Based on the results found, infrared thermography did not produce results that could satisfactorily contribute to the diagnosis of individuals with or without TMD. However, taking into consideration an individual who presents with this condition, depending on the degree of the TMD (primarily the more severe cases), this individual may be monitored via this method, using therapeutic resources for the treatment of patients affected by this dysfunction.^33,35,36 Thus, the greater the pain reported by the patient, it may be possible to observe a reduction in temperature, in line with the findings of the present study, validating studies found in the literature.^2,11,17

According to Melo et al,³⁷ studies related to the reliability of the use of thermography for the diagnosis of TMD are still few and far between in the literature.

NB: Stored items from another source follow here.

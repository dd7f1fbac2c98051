//! Assignment manager: create, transfer, and release resident-room bindings.
//!
//! Per resident the state machine is Unassigned → Assigned (assign),
//! Assigned → Assigned (transfer to a different room), Assigned → Unassigned
//! (release). Every mutation takes the connection lock once and runs inside
//! a rusqlite transaction; dropping an uncommitted transaction rolls it
//! back, so any `?` exit leaves the store exactly as it was.

use chrono::Utc;
use rusqlite::Connection;
use uuid::Uuid;

use crate::error::{Error, Result};
use crate::models::{Assignment, TransferOutcome};

use super::{ledger, parse_date, parse_datetime, parse_uuid, Database};

impl Database {
    /// Assign an unassigned resident to a room with a free bed.
    pub fn assign(&self, resident_id: Uuid, room_id: Uuid) -> Result<Assignment> {
        let mut conn = self.conn.lock().expect("database lock poisoned");
        let tx = conn.transaction()?;

        ensure_resident_exists(&tx, resident_id)?;
        if active_assignment(&tx, resident_id)?.is_some() {
            return Err(Error::Conflict(format!(
                "resident {resident_id} already has an active assignment"
            )));
        }

        ledger::reserve_bed(&tx, room_id)?;

        let id = Uuid::new_v4();
        let now = Utc::now();
        let since = now.date_naive();
        tx.execute(
            "INSERT INTO assignments (id, resident_id, room_id, since, created_at)
             VALUES (?, ?, ?, ?, ?)",
            (
                id.to_string(),
                resident_id.to_string(),
                room_id.to_string(),
                since.to_string(),
                now.to_rfc3339(),
            ),
        )?;
        tx.commit()?;

        Ok(Assignment {
            id,
            resident_id,
            room_id,
            since,
            created_at: now,
        })
    }

    /// Move a resident to a different room as a single all-or-nothing unit:
    /// release the old bed, reserve the new one, repoint the assignment and
    /// reset its `since` date. If the target room is full or missing, the
    /// transaction rolls back and no partial mutation is observable.
    pub fn transfer(&self, resident_id: Uuid, new_room_id: Uuid) -> Result<TransferOutcome> {
        let mut conn = self.conn.lock().expect("database lock poisoned");
        let tx = conn.transaction()?;

        ensure_resident_exists(&tx, resident_id)?;
        let assignment = active_assignment(&tx, resident_id)?.ok_or_else(|| {
            Error::InvalidState(format!("resident {resident_id} has no active assignment"))
        })?;
        if assignment.room_id == new_room_id {
            return Err(Error::InvalidState(format!(
                "resident {resident_id} is already in room {new_room_id}; transfer requires a different room"
            )));
        }

        ledger::release_bed(&tx, assignment.room_id)?;
        ledger::reserve_bed(&tx, new_room_id)?;

        let since = Utc::now().date_naive();
        tx.execute(
            "UPDATE assignments SET room_id = ?, since = ? WHERE id = ?",
            (
                new_room_id.to_string(),
                since.to_string(),
                assignment.id.to_string(),
            ),
        )?;
        tx.commit()?;

        Ok(TransferOutcome {
            from_room_id: assignment.room_id,
            to_room_id: new_room_id,
        })
    }

    /// Remove the resident's active assignment, if any, and release its bed.
    /// Returns whether an assignment was removed.
    pub fn release(&self, resident_id: Uuid) -> Result<bool> {
        let mut conn = self.conn.lock().expect("database lock poisoned");
        let tx = conn.transaction()?;
        let released = release_in_tx(&tx, resident_id)?;
        tx.commit()?;
        Ok(released)
    }

    /// The resident's active assignment, or `None` if unassigned.
    pub fn get_assignment(&self, resident_id: Uuid) -> Result<Option<Assignment>> {
        let conn = self.conn.lock().expect("database lock poisoned");
        active_assignment(&conn, resident_id)
    }
}

/// Delete the active assignment and give its bed back, inside the caller's
/// transaction. The unique index on `assignments.resident_id` guarantees at
/// most one row, so this is a single release rather than a loop.
pub(super) fn release_in_tx(conn: &Connection, resident_id: Uuid) -> Result<bool> {
    let Some(assignment) = active_assignment(conn, resident_id)? else {
        return Ok(false);
    };

    ledger::release_bed(conn, assignment.room_id)?;
    conn.execute(
        "DELETE FROM assignments WHERE id = ?",
        [assignment.id.to_string()],
    )?;
    Ok(true)
}

pub(super) fn active_assignment(
    conn: &Connection,
    resident_id: Uuid,
) -> Result<Option<Assignment>> {
    let mut stmt = conn.prepare(
        "SELECT id, resident_id, room_id, since, created_at
         FROM assignments WHERE resident_id = ?",
    )?;

    let mut rows = stmt.query([resident_id.to_string()])?;
    if let Some(row) = rows.next()? {
        Ok(Some(Assignment {
            id: parse_uuid(row.get::<_, String>(0)?),
            resident_id: parse_uuid(row.get::<_, String>(1)?),
            room_id: parse_uuid(row.get::<_, String>(2)?),
            since: parse_date(row.get::<_, String>(3)?),
            created_at: parse_datetime(row.get::<_, String>(4)?),
        }))
    } else {
        Ok(None)
    }
}

pub(super) fn ensure_resident_exists(conn: &Connection, resident_id: Uuid) -> Result<()> {
    let count: i64 = conn.query_row(
        "SELECT COUNT(*) FROM residents WHERE id = ?",
        [resident_id.to_string()],
        |row| row.get(0),
    )?;
    if count == 0 {
        return Err(Error::NotFound(format!("resident {resident_id} not found")));
    }
    Ok(())
}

Therefore, considering the limitations and results found in this study, we would recommend that further studies be conducted for a better control of variables in the capture of images and in the homogeneity of the regions affected by TMD, and that applications also be carried out in the individual follow-up, with the aim of expanding and guaranteeing the use of infrared thermography as a tool to assist with TMD evaluation.

Conclusions

Infrared thermography resulted in a low AUC, making it difficult to differentiate the TMD condition through thermographic analysis. Patients with TMD do not present with asymmetric differences in temperature in the ROIs analyzed. Intensity of pain upon palpation in patients with TMD may be accompanied by a reduction in local temperature.